Flowers were placed today on Robin Williams' star on the Hollywood Walk of Fame amid an outpouring of sorrow for the comedian and Oscar-winning actor, who died of an apparent suicide at his Marin County home amid what his publicist called “severe depression.”

According to the Marin County coroner's office, paramedics went to Williams' home in Tiburon around noon Monday in response to a 911 call about an unconscious person. Williams, 63, was pronounced dead at the scene.

Coroner's officials said investigators believe “the death to be a suicide due to asphyxia, but a comprehensive investigation must be completed before a final determination is made.”


Williams' publicist, Mara Buxbaum, said Williams “has been battling severe depression of late.”

“This is a tragic and sudden loss,” Buxbaum said.

Susan Schneider, Williams' wife, said she “lost my husband and my best friend, while the world lost one of its most beloved artists and beautiful human beings. I am utterly heartbroken.”

President Barack Obama reacted to Williams' death, calling him “one of a kind.”

“He arrived in our lives as an alien — but he ended up touching every element of the human spirit,” Obama said. “He made us laugh. He made us cry. He gave his immeasurable talent freely and generously to those who needed it most — from our troops stationed abroad to the marginalized on our own streets. The Obama family offers our condolences to Robin's family, his friends and everyone who found their voice and their verse thanks to Robin Williams.”


Henry Winkler, a star of “Happy Days,” on which Williams originated his breakout role of the alien Mork, said that “Robin Williams was like no other,” .

“To watch him create on the spot was a privilege to behold,” Winkler wrote on his Twitter page. “Robin you are an angel now. Rest in peace.”

Garry Marshall, producer/creator of “Mork & Mindy,” recalled chatting with Williams on the Paramount lot near the show's set late one night.

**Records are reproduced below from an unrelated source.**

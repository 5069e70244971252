//! In-memory index of the node types a repository provides
//!
//! Node types are keyed by lookup key (`namespace::category/name`), so every
//! version of a conceptual node type lands in the same [`NodeType`].

mod node_type;
mod node_type_version;

pub use node_type::{NO_VERSION, NodeType};
pub use node_type_version::NodeTypeVersion;

use std::collections::BTreeMap;

use node_fs::NormalizedPath;

use crate::host::Definition;
use crate::{Error, Result};

/// Node types owned by one repository.
#[derive(Debug, Clone, Default)]
pub struct NodeRegistry {
    node_types: BTreeMap<String, NodeType>,
}

impl NodeRegistry {
    pub fn new() -> Self {
        Self::default()
    }

    /// Index a definition, creating its node type on first sight.
    pub fn process_definition(&mut self, definition: Definition, hidden: bool) -> &mut NodeTypeVersion {
        let key = definition.lookup_key();
        let version = definition.version();
        let node_type = self
            .node_types
            .entry(key)
            .or_insert_with(|| NodeType::new(definition.name(), definition.namespace()));
        node_type.add_version(version.as_deref(), definition, hidden)
    }

    /// Remove the entry for `definition`, dropping its node type when it was
    /// the last one.
    pub fn remove_definition(&mut self, definition: &Definition) -> Result<NodeTypeVersion> {
        let key = definition.lookup_key();
        let node_type = self
            .node_types
            .get_mut(&key)
            .ok_or_else(|| Error::NodeTypeNotFound { key: key.clone() })?;

        let removed = node_type.remove_version(definition)?;
        if node_type.is_empty() {
            tracing::debug!(key = %key, "Last version removed, dropping node type");
            self.node_types.remove(&key);
        }
        Ok(removed)
    }

    pub fn get(&self, key: &str) -> Option<&NodeType> {
        self.node_types.get(key)
    }

    pub fn node_types(&self) -> &BTreeMap<String, NodeType> {
        &self.node_types
    }

    /// Entry loaded from `path`, if any.
    pub fn find_by_path(&self, path: &NormalizedPath) -> Option<&NodeTypeVersion> {
        self.node_types
            .values()
            .flat_map(|t| t.all_versions().values())
            .flatten()
            .find(|v| &v.path == path)
    }

    pub fn contains_path(&self, path: &NormalizedPath) -> bool {
        self.find_by_path(path).is_some()
    }

    pub fn len(&self) -> usize {
        self.node_types.len()
    }

    pub fn is_empty(&self) -> bool {
        self.node_types.is_empty()
    }

    pub fn clear(&mut self) {
        self.node_types.clear();
    }
}
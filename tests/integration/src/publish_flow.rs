//! End-to-end publish through a git remote
//!
//! This test exercises the complete flow: environment configuration ->
//! discovery and load -> release of an untracked definition -> merged,
//! tagged remote.

use std::collections::HashMap;
use std::sync::Arc;

use node_core::config::{ENV_BASE, ENV_LOAD_PLUGIN, ENV_RELEASE_PLUGIN, ENV_RELEASE_REPO, ENV_REPOS, ENV_USER};
use node_core::{Host, ManagerConfig, NodeManager, ReleaseOutcome, Version};
use node_fs::NormalizedPath;
use node_test_utils::git::{
    branch_head_parents, expanded_definition, remote_branch_exists, remote_file, remote_tags, seeded_remote, sidecar,
};
use node_test_utils::host::write_definition_file;
use node_test_utils::{FakeArchiveTool, FakeDefinition, FakeHost};
use pretty_assertions::assert_eq;
use tempfile::TempDir;

const NODE: &str = "/obj/geo1/box1";

fn config_from(vars: &[(&str, String)]) -> ManagerConfig {
    let vars: HashMap<&str, String> = vars.iter().cloned().collect();
    ManagerConfig::from_lookup(|key| vars.get(key).cloned()).unwrap()
}

#[test]
fn test_untracked_definition_is_released_as_new_major() {
    let temp = TempDir::new().unwrap();
    let (released_box, released_json) = expanded_definition("studio::box::1.0", "Sop", "box");
    let remote = seeded_remote(
        temp.path(),
        "tools",
        &[("config/config.json", &sidecar("2.3.1")), (&released_box, &released_json)],
    );

    let config = config_from(&[
        (ENV_REPOS, remote.to_string_lossy().to_string()),
        (ENV_BASE, temp.path().join("base").to_string_lossy().to_string()),
        (ENV_LOAD_PLUGIN, "GitLoad".to_string()),
        (ENV_RELEASE_PLUGIN, "GitRelease".to_string()),
        (ENV_RELEASE_REPO, "tools".to_string()),
        (ENV_USER, "artist".to_string()),
    ]);
    let host = Arc::new(FakeHost::new());
    let mut manager = NodeManager::new(config, host.clone(), Arc::new(FakeArchiveTool::new())).unwrap();
    manager.load().unwrap();

    // A new major built outside every repository.
    let local = NormalizedPath::new(temp.path().join("scratch/Sop_studio_box_v2.hda"));
    write_definition_file(
        &local.to_native(),
        &[FakeDefinition::new("studio::box::2.0", "Sop", "box, second generation")],
    );
    host.install(&local).unwrap();
    host.add_node(NODE, "studio::box::2.0", "Sop");
    assert!(!manager.is_managed(&local));

    host.queue_input(Some("  Second generation box  "));
    let outcome = manager.prepare_publish(NODE).unwrap();

    let ReleaseOutcome::Released { version, branch, path } = outcome else {
        panic!("expected a release");
    };
    assert_eq!(version, Version::new(3, 0, 0));

    // Remote: tagged, merged, release branch gone.
    assert_eq!(remote_tags(&remote), vec!["3.0.0"]);
    assert_eq!(branch_head_parents(&remote, "main"), 2);
    assert!(!remote_branch_exists(&remote, &branch.unwrap()));
    let released_sidecar: serde_json::Value =
        serde_json::from_str(&remote_file(&remote, "main", "config/config.json").unwrap()).unwrap();
    assert_eq!(released_sidecar["version"], "3.0.0");
    let released = remote_file(&remote, "main", "dcc/houdini/hda/Sop_studio.box.2.0.hda/contents.json").unwrap();
    assert!(released.contains("second generation"));
    assert!(remote_file(&remote, "main", "dcc/houdini/hda/Sop_studio.box.1.0.hda/contents.json").is_some());

    // Session: the node now uses the released copy.
    assert!(!host.is_installed(&local));
    assert!(host.is_installed(&path));
    assert!(manager.is_managed(&path));
    assert_eq!(host.definition_from_node(NODE).unwrap().unwrap().library_path, path);
    let repo = manager.repositories().get("tools").unwrap();
    assert_eq!(repo.config().version.as_deref(), Some("3.0.0"));
    assert!(manager.is_latest_version(&host.definition_from_node(NODE).unwrap().unwrap()));
    assert!(host.messages().iter().any(|(_, message)| message.contains("3.0.0")));
}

“Robin loved to stay up late and always had more energy than any person anywhere, in any room. I said to him that night, ‘Do you think we will ever grow up?' And he said without missing a beat, ‘I'm afraid if I ever grow up, I won't be able to make a living.' Play was his passion and what drove him each day.”


Comedy legend Carl Reiner said: “Never has there been a more talented, more loved and admired performer. What a shame he left (us) as he did. You will be missed Robin Williams.”

Actor/comedian Steve Martin said he “could not be more stunned by the loss of Robin Williams, mensch, great talent, acting partner, genuine soul.”

Actor Steve Carell said Williams “made the world a little bit better.”

Fran Drescher, who appeared with Williams in “Cadillac Man,” said he taught her a valuable lesson about working in Hollywood.


“He taught me to care about everyone on a show,” she said. “From top to bottom he took time for all. A (great) talent. Big loss.”

Ben Stiller, who appeared with Williams in several “Night at the Museum” films, wrote: “A tweet cannot begin to describe the hugeness of Robin Williams' heart and soul. This is so sad.”

John Travolta, who appeared with Williams in “Old Dogs,” said he had never known a “sweeter, brighter, more considerate person.”

Danny DeVito, who directed Williams in “Death to Smoochy,” said his death was hard to digest.


“All I can think about is what a joy he was to be with,” DeVito said. “I'm devastated. I'm sending my love to his family and everyone who loved him. My heart is broken by this news.”

On the Sunset Strip, where Williams' stand-up talents were honed, the Laugh Factory changed its marquee to read: “Robin Williams. Rest in Peace. Make God Laugh.” The nearby Comedy Store also posted a marquee tribute that simply read: RIP Robin Williams.”

A Chicago native, Williams studied theater at Julliard before touring as a stand-up comedian, leading to his casting as the offbeat alien Mork from Ork on a 1974 episode of “Happy Days.” The character was so popular it led to the spinoff “Mork & Mindy,” co-starring Pam Dawber.


He went on to a film career that earned him four Oscar nominations, including a win for his supporting role opposite Matt Damon and Ben Affleck in “Good Will Hunting.” He was nominated as lead actor for his work in “Good Morning, Vietnam,” “Dead Poets Society” and “The Fisher King.”

The Hollywood Foreign Press Association presented Williams with its Cecil B. DeMille Award in 2005.

Williams most recently starred in the CBS series “The Crazy Ones.” He had a brief role as President Dwight D. Eisenhower in “Lee Daniels' The Butler.” He portrayed another former president, Teddy Roosevelt, in a pair of “Night at the Museum” films.


His other films included “Patch Adams,” “The Birdcage,” “Mrs. Doubtfire,” “Jumanji,” “Hook,” “Toys” and “Awakenings.”

Williams is survived by his wife, a brother, three children and two stepsons.

Funeral arrangements were not immediately announced.